Abaixo, os principais pontos e contrapontos levantados pela senadora sobre a moção do ministro e o documento do senador Eduardo Girão (e mais 28 senadores) que pedem a distribuição pelo SUS apenas do CBD puro.

  • A pandemia mostrou a necessidade de investirmos em ciência e saúde. E hoje a Cannabis medicinal é uma pauta de Saúde Pública.
  • Na última sexta-feira (18) o senador Eduardo Girão (e mais 28 senadores) publicou um Manifesto ao Ministro da Saúde sugerindo inclusão de remédios à base de CBD (somente) no SUS. No entanto, coloca essa inclusão como “alternativa ao enorme risco da permissão do plantio e o cultivo da Cannabis no território brasileiro”
  • O manifesto do senador também é inverídico, pois defende que o SUS (Sistema Único de Saúde) forneça medicamento exclusivamente de CBD, que não existe. “Até mesmo o Puridiol tem 5% de outros componentes porque não é possível isolar somente a molécula de CBD. O documento não tem base científica e não considera os estudos publicados pelo mundo. Além disso, exclui muitos pacientes que precisam da Cannabis medicinal, que é o conjunto de canabinoides interagindo.

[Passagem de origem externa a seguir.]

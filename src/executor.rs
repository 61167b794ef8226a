use std::fs::{File, OpenOptions};
use std::io::{self, Read, Write};
use std::os::fd::AsRawFd;
use std::process::{Command, Stdio};

use os_pipe::{PipeReader, PipeWriter, pipe};

use crate::builtins;
use crate::job_control;
use crate::jobs::{JobList, ProcessStatus};
use crate::shell::Shell;

#[derive(Debug)]
pub enum ExecutionAction {
    Continue,
    /// The `exit` builtin ran; the REPL must terminate the shell.
    Exit,
}

// ── Descriptor wiring ──
//
// Each stage's three descriptors start from the rolling pipeline state
// (previous pipe read end, next pipe write end, inherited stderr) and are
// overridden by that stage's file redirections. Handles are owned values:
// moving one into a spawn or a builtin is what closes the shell's copy, so
// after start_job returns the shell holds nothing beyond 0/1/2.

enum InputHandle {
    Inherit,
    Pipe(PipeReader),
    File(File),
}

enum OutputHandle {
    Inherit,
    Pipe(PipeWriter),
    File(File),
}

impl InputHandle {
    fn into_stdio(self) -> Stdio {
        match self {
            InputHandle::Inherit => Stdio::inherit(),
            InputHandle::Pipe(reader) => Stdio::from(reader),
            InputHandle::File(file) => Stdio::from(file),
        }
    }

    fn into_reader(self) -> Box<dyn Read> {
        match self {
            InputHandle::Inherit => Box::new(io::stdin()),
            InputHandle::Pipe(reader) => Box::new(reader),
            InputHandle::File(file) => Box::new(file),
        }
    }
}

impl OutputHandle {
    fn into_stdio(self) -> Stdio {
        match self {
            OutputHandle::Inherit => Stdio::inherit(),
            OutputHandle::Pipe(writer) => Stdio::from(writer),
            OutputHandle::File(file) => Stdio::from(file),
        }
    }

    fn into_writer(self) -> Box<dyn Write> {
        match self {
            OutputHandle::Inherit => Box::new(io::stdout()),
            OutputHandle::Pipe(writer) => Box::new(writer),
            OutputHandle::File(file) => Box::new(file),
        }
    }

    fn into_error_writer(self) -> Box<dyn Write> {
        match self {
            OutputHandle::Inherit => Box::new(io::stderr()),
            OutputHandle::Pipe(writer) => Box::new(writer),
            OutputHandle::File(file) => Box::new(file),
        }
    }
}

fn open_input(path: &str) -> Result<InputHandle, String> {
    File::open(path)
        .map(InputHandle::File)
        .map_err(|err| format!("lsh: {path}: {err}"))
}

fn open_output(path: &str) -> Result<OutputHandle, String> {
    OpenOptions::new()
        .create(true)
        .write(true)
        .truncate(true)
        .open(path)
        .map(OutputHandle::File)
        .map_err(|err| format!("lsh: {path}: {err}"))
}

/// Launch a populated, unlaunched job: wire pipes and redirections stage by
/// stage, run builtins inline, fork externals into the job's process group,
/// then hand the job the terminal (foreground) or leave it alone
/// (background).
pub fn start_job(
    shell: &Shell,
    jobs: &mut JobList,
    job_id: i32,
    foreground: bool,
) -> ExecutionAction {
    if foreground {
        jobs.set_current(job_id);
    }

    let stage_count = jobs
        .find_job(job_id)
        .map(|job| job.processes.len())
        .unwrap_or(0);

    // Children in the foreground hand the terminal to their group before
    // exec; fd 0 may be a pipe by then, so they get their own dup.
    let child_terminal = if foreground {
        job_control::duplicate_for_child(shell.terminal).ok()
    } else {
        None
    };

    let mut next_stdin: Option<PipeReader> = None;
    for index in 0..stage_count {
        // A builtin earlier in this pipeline may have run cleanup and
        // erased the job itself; re-find it every stage.
        let (argv, redirect_in, redirect_out, redirect_err) = {
            let Some(job) = jobs.find_job(job_id) else {
                break;
            };
            let process = &job.processes[index];
            (
                process.argv.clone(),
                process.redirect_in.clone(),
                process.redirect_out.clone(),
                process.redirect_err.clone(),
            )
        };

        let stdin_default = next_stdin
            .take()
            .map(InputHandle::Pipe)
            .unwrap_or(InputHandle::Inherit);

        let (stdout_default, pending_reader) = if index + 1 < stage_count {
            match pipe() {
                Ok((reader, writer)) => (OutputHandle::Pipe(writer), Some(reader)),
                Err(err) => {
                    // A shell that cannot pipe cannot keep its descriptor
                    // invariants; give up.
                    eprintln!("lsh: failed to create pipe: {err}");
                    std::process::exit(1);
                }
            }
        } else {
            (OutputHandle::Inherit, None)
        };

        // Redirections beat pipe wiring; the replaced end is dropped here,
        // which is what gives the neighbour stage its EOF/EPIPE.
        let resolved: Result<(InputHandle, OutputHandle, OutputHandle), String> = (|| {
            let stdin = match &redirect_in {
                Some(path) => open_input(path)?,
                None => stdin_default,
            };
            let stdout = match &redirect_out {
                Some(path) => open_output(path)?,
                None => stdout_default,
            };
            let stderr = match &redirect_err {
                Some(path) => open_output(path)?,
                None => OutputHandle::Inherit,
            };
            Ok((stdin, stdout, stderr))
        })();

        let (stdin, stdout, stderr) = match resolved {
            Ok(handles) => handles,
            Err(message) => {
                eprintln!("{message}");
                mark_unlaunched_completed(jobs, job_id, index);
                break;
            }
        };

        if builtins::is_builtin(&argv[0]) {
            let mut reader = stdin.into_reader();
            let mut writer = stdout.into_writer();
            let mut error_writer = stderr.into_error_writer();
            let action = builtins::execute(
                shell,
                jobs,
                &argv,
                reader.as_mut(),
                writer.as_mut(),
                error_writer.as_mut(),
            );
            let _ = writer.flush();
            let _ = error_writer.flush();

            if let Some(job) = jobs.find_job_mut(job_id) {
                job.processes[index].status = ProcessStatus::Completed;
            }
            if matches!(action, builtins::BuiltinAction::Exit) {
                return ExecutionAction::Exit;
            }
        } else {
            let pgid = jobs.find_job(job_id).map(|job| job.pgid).unwrap_or(0);
            let terminal = child_terminal.as_ref().map(|fd| fd.as_raw_fd());

            let mut command = Command::new(&argv[0]);
            command
                .args(&argv[1..])
                .stdin(stdin.into_stdio())
                .stdout(stdout.into_stdio())
                .stderr(stderr.into_stdio());

            unsafe {
                use std::os::unix::process::CommandExt;
                command.pre_exec(move || {
                    // The first external stage creates the group; later
                    // stages join it.
                    let pid = libc::getpid();
                    let target = if pgid == 0 { pid } else { pgid };
                    if libc::setpgid(0, target) != 0 {
                        return Err(io::Error::last_os_error());
                    }
                    // Take the terminal while SIGTTOU is still inherited as
                    // ignored; after the reset below this would stop us.
                    if let Some(fd) = terminal {
                        if libc::tcsetpgrp(fd, target) != 0 {
                            return Err(io::Error::last_os_error());
                        }
                    }
                    for &signal in &job_control::JOB_CONTROL_SIGNALS {
                        if libc::signal(signal, libc::SIG_DFL) == libc::SIG_ERR {
                            return Err(io::Error::last_os_error());
                        }
                    }
                    Ok(())
                });
            }

            match command.spawn() {
                Ok(child) => {
                    let pid = child.id() as libc::pid_t;
                    // Both sides race to setpgid; either winning is enough.
                    let target = if pgid == 0 { pid } else { pgid };
                    if let Err(err) = job_control::set_process_group(pid, target) {
                        eprintln!("lsh: {}: failed to set process group: {err}", argv[0]);
                    }
                    if let Some(job) = jobs.find_job_mut(job_id) {
                        job.processes[index].pid = pid;
                        if job.pgid == 0 {
                            job.pgid = pid;
                        }
                    }
                    // The Child handle is dropped without waiting; waitid
                    // over the whole registry is the sole reaper.
                }
                Err(err) => {
                    report_spawn_error(&argv[0], &err);
                    if let Some(job) = jobs.find_job_mut(job_id) {
                        job.processes[index].status = ProcessStatus::Completed;
                    }
                }
            }
        }

        next_stdin = pending_reader;
    }
    drop(next_stdin);
    drop(child_terminal);

    let pgid = jobs.find_job(job_id).map(|job| job.pgid).unwrap_or(0);
    if pgid == 0 {
        // Every stage was a builtin; the job is already complete and never
        // owned the terminal.
        return ExecutionAction::Continue;
    }

    if foreground {
        set_job_in_foreground(shell, jobs, job_id, false);
    } else {
        set_job_in_background(jobs, job_id, false);
    }
    ExecutionAction::Continue
}

fn mark_unlaunched_completed(jobs: &mut JobList, job_id: i32, from: usize) {
    if let Some(job) = jobs.find_job_mut(job_id) {
        for process in job.processes.iter_mut().skip(from) {
            process.status = ProcessStatus::Completed;
        }
    }
}

fn report_spawn_error(program: &str, err: &io::Error) {
    if err.kind() == io::ErrorKind::NotFound {
        eprintln!("lsh: command not found: {program}");
    } else {
        eprintln!("lsh: {program}: {err}");
    }
}

/// Give the job the terminal and block until it completes or stops.
///
/// `send_continue` is set when resuming via `fg`: the job's saved terminal
/// modes are restored first and SIGCONT goes to the whole group.
pub fn set_job_in_foreground(
    shell: &Shell,
    jobs: &mut JobList,
    job_id: i32,
    send_continue: bool,
) {
    let (pgid, saved_tmodes) = match jobs.find_job(job_id) {
        Some(job) => (job.pgid, job.saved_tmodes),
        None => return,
    };
    if pgid == 0 {
        return;
    }

    if let Err(err) = job_control::set_terminal_foreground(shell.terminal, pgid) {
        eprintln!("lsh: failed to hand the terminal to job {job_id}: {err}");
    }

    if send_continue {
        if let Some(tmodes) = saved_tmodes {
            if let Err(err) = job_control::set_terminal_attributes(shell.terminal, &tmodes) {
                eprintln!("lsh: failed to restore job terminal modes: {err}");
            }
        }
        if let Err(err) = job_control::send_continue_to_group(pgid) {
            eprintln!("lsh: failed to continue job {job_id}: {err}");
        }
    }

    wait_for_job(jobs, job_id);

    if let Err(err) = job_control::set_terminal_foreground(shell.terminal, shell.pgid) {
        eprintln!("lsh: failed to reclaim the terminal: {err}");
    }
    match job_control::terminal_attributes(shell.terminal) {
        Ok(tmodes) => {
            if let Some(job) = jobs.find_job_mut(job_id) {
                job.saved_tmodes = Some(tmodes);
            }
        }
        Err(err) => eprintln!("lsh: failed to read terminal attributes: {err}"),
    }
    if let Err(err) = job_control::set_terminal_attributes(shell.terminal, &shell.attributes) {
        eprintln!("lsh: failed to restore shell terminal modes: {err}");
    }
}

/// Resume a job in the background. Never touches the terminal, never waits.
pub fn set_job_in_background(jobs: &JobList, job_id: i32, send_continue: bool) {
    let Some(job) = jobs.find_job(job_id) else {
        return;
    };
    if send_continue && job.pgid != 0 {
        if let Err(err) = job_control::send_continue_to_group(job.pgid) {
            eprintln!("lsh: failed to continue job {job_id}: {err}");
        }
    }
}

/// Blocking wait loop: fold exit/stop events into the registry until the
/// target job is completed or stopped. ECHILD ends the loop quietly; the
/// kernel auto-reaps children while SIGCHLD is ignored, and the poller's
/// forcing rule settles the bookkeeping afterwards.
fn wait_for_job(jobs: &mut JobList, job_id: i32) {
    loop {
        match job_control::wait_next_event() {
            Ok(Some(event)) => {
                jobs.apply_event(&event);
                let Some(job) = jobs.find_job(job_id) else {
                    break;
                };
                if job.is_completed() || job.is_stopped() {
                    break;
                }
            }
            Ok(None) => break,
            Err(err) => {
                if err.raw_os_error() != Some(libc::ECHILD) {
                    eprintln!("lsh: failed to wait for job {job_id}: {err}");
                }
                break;
            }
        }
    }
}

  • Gabrilli se mobilizou para um contraponto ao manifesto sobretudo quanto à formação de que somente o CBD tem ação terapêutica. “Eu tomei puridiol e fez mal para mim”, disse.
  • O Brasil está liderando um estudo sobre o uso da Cannabis medicinal nos transtornos de humor. Com o título “Impacto do óleo integral de Cannabis na saúde mental de profissionais da linha de frente no combate a COVID-19”, a pesquisa vai recrutar 300 voluntários de todo o país entre médicos e enfermeiros.

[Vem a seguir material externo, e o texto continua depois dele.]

use std::io;
use std::os::fd::RawFd;

use thiserror::Error;

use crate::job_control;

#[derive(Debug, Error)]
pub enum ShellError {
    #[error("not running on a terminal; only interactive mode is supported")]
    NotInteractive,
    #[error("failed to reach the terminal foreground group: {0}")]
    Foreground(#[source] io::Error),
    #[error("failed to install signal dispositions: {0}")]
    Signals(#[source] io::Error),
    #[error("failed to create the shell process group: {0}")]
    ProcessGroup(#[source] io::Error),
    #[error("failed to configure the terminal: {0}")]
    Terminal(#[source] io::Error),
}

/// The shell's own identity on the controlling terminal: which fd the
/// terminal is, which process group owns the shell, and the terminal
/// attributes to restore after every foreground job.
pub struct Shell {
    pub terminal: RawFd,
    pub pid: libc::pid_t,
    pub pgid: libc::pid_t,
    pub attributes: libc::termios,
}

impl Shell {
    /// Claim the controlling terminal for interactive job control.
    ///
    /// Waits (via SIGTTIN) until the shell's group is the terminal's
    /// foreground group, ignores the interactive signals, moves the shell
    /// into its own process group, takes the terminal, and snapshots its
    /// attributes.
    pub fn initialise() -> Result<Shell, ShellError> {
        let terminal = libc::STDIN_FILENO;
        if unsafe { libc::isatty(terminal) } != 1 {
            return Err(ShellError::NotInteractive);
        }

        // Loop until our group owns the terminal; until then every SIGTTIN
        // stops us behind the real foreground job.
        loop {
            let pgid = unsafe { libc::getpgrp() };
            let owner =
                job_control::terminal_foreground_group(terminal).map_err(ShellError::Foreground)?;
            if owner == pgid {
                break;
            }
            unsafe {
                libc::kill(-pgid, libc::SIGTTIN);
            }
        }

        job_control::ignore_job_control_signals().map_err(ShellError::Signals)?;

        let pid = unsafe { libc::getpid() };
        if unsafe { libc::setpgid(pid, pid) } != 0 {
            let err = io::Error::last_os_error();
            // A session leader (e.g. on a freshly opened terminal) already
            // owns its group and gets EPERM here.
            let already_leader = err.raw_os_error() == Some(libc::EPERM)
                && unsafe { libc::getpgrp() } == pid;
            if !already_leader {
                return Err(ShellError::ProcessGroup(err));
            }
        }

        job_control::set_terminal_foreground(terminal, pid).map_err(ShellError::Terminal)?;
        let attributes =
            job_control::terminal_attributes(terminal).map_err(ShellError::Terminal)?;

        Ok(Shell {
            terminal,
            pid,
            pgid: pid,
            attributes,
        })
    }
}
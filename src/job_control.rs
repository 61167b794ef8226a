use std::io;
use std::os::fd::{FromRawFd, OwnedFd, RawFd};

/// The signals a job-control shell ignores for itself and resets to the
/// default disposition in its children before exec.
pub const JOB_CONTROL_SIGNALS: [libc::c_int; 6] = [
    libc::SIGINT,
    libc::SIGQUIT,
    libc::SIGTSTP,
    libc::SIGTTIN,
    libc::SIGTTOU,
    libc::SIGCHLD,
];

/// One child state change reported by `waitid`.
#[derive(Debug, Clone, Copy)]
pub struct ChildEvent {
    pub pid: libc::pid_t,
    pub code: libc::c_int,
}

pub fn ignore_job_control_signals() -> io::Result<()> {
    for &signal in &JOB_CONTROL_SIGNALS {
        if unsafe { libc::signal(signal, libc::SIG_IGN) } == libc::SIG_ERR {
            return Err(io::Error::last_os_error());
        }
    }
    Ok(())
}

pub fn set_process_group(pid: libc::pid_t, pgid: libc::pid_t) -> io::Result<()> {
    loop {
        if unsafe { libc::setpgid(pid, pgid) } == 0 {
            return Ok(());
        }

        let err = io::Error::last_os_error();
        match err.raw_os_error() {
            Some(code) if code == libc::EINTR => continue,
            // Already exec'd or gone; the child-side setpgid won the race.
            Some(code) if code == libc::EACCES || code == libc::ESRCH => return Ok(()),
            _ => return Err(err),
        }
    }
}

pub fn send_continue_to_group(pgid: libc::pid_t) -> io::Result<()> {
    if pgid <= 0 {
        return Err(io::Error::new(
            io::ErrorKind::InvalidInput,
            "invalid process group id",
        ));
    }

    loop {
        if unsafe { libc::kill(-pgid, libc::SIGCONT) } == 0 {
            return Ok(());
        }

        let err = io::Error::last_os_error();
        if err.raw_os_error() == Some(libc::EINTR) {
            continue;
        }
        return Err(err);
    }
}

pub fn terminal_foreground_group(fd: RawFd) -> io::Result<libc::pid_t> {
    let pgid = unsafe { libc::tcgetpgrp(fd) };
    if pgid < 0 {
        return Err(io::Error::last_os_error());
    }
    Ok(pgid)
}

/// Hand the terminal's foreground slot to `pgid`. The shell keeps SIGTTOU
/// ignored for its whole lifetime, so this never stops the caller.
pub fn set_terminal_foreground(fd: RawFd, pgid: libc::pid_t) -> io::Result<()> {
    if pgid <= 0 {
        return Err(io::Error::new(
            io::ErrorKind::InvalidInput,
            "invalid process group id",
        ));
    }

    loop {
        if unsafe { libc::tcsetpgrp(fd, pgid) } == 0 {
            return Ok(());
        }

        let err = io::Error::last_os_error();
        if err.raw_os_error() == Some(libc::EINTR) {
            continue;
        }
        return Err(err);
    }
}

pub fn terminal_attributes(fd: RawFd) -> io::Result<libc::termios> {
    let mut attributes: libc::termios = unsafe { std::mem::zeroed() };
    if unsafe { libc::tcgetattr(fd, &mut attributes) } != 0 {
        return Err(io::Error::last_os_error());
    }
    Ok(attributes)
}

/// Apply terminal attributes after draining pending output.
pub fn set_terminal_attributes(fd: RawFd, attributes: &libc::termios) -> io::Result<()> {
    if unsafe { libc::tcsetattr(fd, libc::TCSADRAIN, attributes) } != 0 {
        return Err(io::Error::last_os_error());
    }
    Ok(())
}

/// Duplicate a descriptor with CLOEXEC set, for use inside a child between
/// fork and exec (the terminal sits on fd 0, which may be dup2'd over by
/// then).
pub fn duplicate_for_child(fd: RawFd) -> io::Result<OwnedFd> {
    let duplicate = unsafe { libc::fcntl(fd, libc::F_DUPFD_CLOEXEC, 3) };
    if duplicate < 0 {
        return Err(io::Error::last_os_error());
    }
    Ok(unsafe { OwnedFd::from_raw_fd(duplicate) })
}

/// Block until any child changes state (exit or stop).
pub fn wait_next_event() -> io::Result<Option<ChildEvent>> {
    wait_event(libc::WEXITED | libc::WSTOPPED)
}

/// Non-blocking poll for any child state change, including continues.
pub fn poll_next_event() -> io::Result<Option<ChildEvent>> {
    wait_event(libc::WNOHANG | libc::WEXITED | libc::WSTOPPED | libc::WCONTINUED)
}

fn wait_event(options: libc::c_int) -> io::Result<Option<ChildEvent>> {
    loop {
        // si_pid must start at 0: with WNOHANG, waitid returns 0 without
        // touching the siginfo when no child has changed state.
        let mut info: libc::siginfo_t = unsafe { std::mem::zeroed() };
        if unsafe { libc::waitid(libc::P_ALL, 0, &mut info, options) } != 0 {
            let err = io::Error::last_os_error();
            if err.raw_os_error() == Some(libc::EINTR) {
                continue;
            }
            return Err(err);
        }

        let pid = unsafe { info.si_pid() };
        if pid == 0 {
            return Ok(None);
        }
        return Ok(Some(ChildEvent {
            pid,
            code: info.si_code,
        }));
    }
}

  • Um óleo de Cannabis rico em CBD pode beneficiar pessoas com epilepsia refratária e convulsões, mas quem tem esclerose múltipla, tipos raros de câncer, dores neuropáticas ou espasmos como ela, talvez se beneficiem mais com um óleo rico em THC.
  • O CBD age bem para quem tem epilepsia e convulsões, mas quem tem esclerose múltipla, tipos raros de câncer, dores neuropáticas ou espasmos como ela, não se beneficiariam. Nestes casos o THC tem um efeito mais promissor.

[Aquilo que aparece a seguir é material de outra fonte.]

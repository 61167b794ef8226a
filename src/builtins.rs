use std::io::{Read, Write};

use crate::executor;
use crate::jobs::JobList;
use crate::shell::Shell;

const BUILTINS: &[&str] = &["exit", "cd", "jobs", "fg", "bg"];

pub fn is_builtin(name: &str) -> bool {
    BUILTINS.contains(&name)
}

pub enum BuiltinAction {
    Continue(i32),
    /// `exit` ran; the shell must terminate successfully.
    Exit,
}

/// Run a builtin on the descriptors the pipeline wired for it. Builtins
/// execute inside the shell process and mutate shell state directly.
pub fn execute(
    shell: &Shell,
    jobs: &mut JobList,
    argv: &[String],
    _stdin: &mut dyn Read,
    stdout: &mut dyn Write,
    stderr: &mut dyn Write,
) -> BuiltinAction {
    match argv[0].as_str() {
        "exit" => BuiltinAction::Exit,
        "cd" => BuiltinAction::Continue(builtin_cd(argv, stderr)),
        "jobs" => BuiltinAction::Continue(builtin_jobs(jobs, stdout)),
        "fg" => BuiltinAction::Continue(builtin_fg(shell, jobs, argv, stderr)),
        "bg" => BuiltinAction::Continue(builtin_bg(jobs, argv, stderr)),
        other => {
            let _ = writeln!(stderr, "lsh: unknown builtin: {other}");
            BuiltinAction::Continue(1)
        }
    }
}

fn builtin_cd(argv: &[String], stderr: &mut dyn Write) -> i32 {
    let Some(target) = argv.get(1) else {
        let _ = writeln!(stderr, "cd: expected argument");
        return 1;
    };
    if let Err(err) = std::env::set_current_dir(target) {
        let _ = writeln!(stderr, "cd: {target}: {err}");
        return 1;
    }
    0
}

fn builtin_jobs(jobs: &mut JobList, stdout: &mut dyn Write) -> i32 {
    jobs.update_statuses();
    render_job_listing(jobs, stdout);
    jobs.cleanup();
    0
}

/// Print every job except the current one as `[id] <Status> <command>`.
fn render_job_listing(jobs: &JobList, stdout: &mut dyn Write) {
    let current = jobs.current_id();
    for job in jobs.iter() {
        if current == Some(job.id) {
            continue;
        }
        let _ = writeln!(stdout, "[{}] {} {}", job.id, job.display_status(), job.command);
    }
}

/// Pick the job `fg`/`bg` should act on: the current job when no id was
/// given, otherwise the job with that id.
fn select_job(
    jobs: &JobList,
    argv: &[String],
    name: &str,
    stderr: &mut dyn Write,
) -> Option<i32> {
    match argv.get(1) {
        None => {
            let current = jobs.current_id();
            if current.is_none() {
                let _ = writeln!(stderr, "{name}: no current job");
            }
            current
        }
        Some(argument) => {
            let found = argument
                .parse::<i32>()
                .ok()
                .and_then(|id| jobs.find_job(id))
                .map(|job| job.id);
            if found.is_none() {
                let _ = writeln!(stderr, "{name}: job with id {argument} not found");
            }
            found
        }
    }
}

fn builtin_fg(shell: &Shell, jobs: &mut JobList, argv: &[String], stderr: &mut dyn Write) -> i32 {
    let Some(id) = select_job(jobs, argv, "fg", stderr) else {
        return 1;
    };
    jobs.set_current(id);
    executor::set_job_in_foreground(shell, jobs, id, true);
    0
}

fn builtin_bg(jobs: &mut JobList, argv: &[String], stderr: &mut dyn Write) -> i32 {
    let Some(id) = select_job(jobs, argv, "bg", stderr) else {
        return 1;
    };
    executor::set_job_in_background(jobs, id, true);
    0
}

  • Ela aponta a incoerência desse grupo querer que o SUS importe medicamentos com um custo mais elevado e ser contra o plantio e cultivo da Cannabis para fins medicinais em nosso país– o que baratearia muito o custo do SUS.  “Especialistas estimam em uma redução de pelo menos 50% do custo.”
  • O SUS ainda vai seguir pagando muito mais caro que os americanos, israelenses, alemães, canadenses…. são cerca de 20 países que já regularam o cultivo e a produção em seus países para facilitar o acesso da população aos tratamentos.
  • Em alguns estados americanos, lojas de Cannabis puderam permanecer abertas durante a quarentena, exatamente como os supermercados e as padarias. Estamos falando de estabelecimentos legais, não de boca de fumo.
  • O Líbano, por exemplo, fez como a Flórida e a Colômbia, e aprovou o cultivo de maconha para fins medicinais e industriais com o objetivo de salvar a economia. Além de impedir o tratamento dos mais carentes economicamente, o Brasil perde a oportunidade de ser alavancado por uma nova economia, a da Cannabis medicinal.
  • O PL 399 não atende a todos os anseios (como plantio individual), mas a discussão foi feita ouvindo vários segmentos que defendem o uso medicinal. Gabrilli lembra que este é um avanço importante.  “Israel modificou a lei 16 vezes. Queremos promover as discussões e adequar à realidade brasileira, sempre visando promover a saúde de todos.”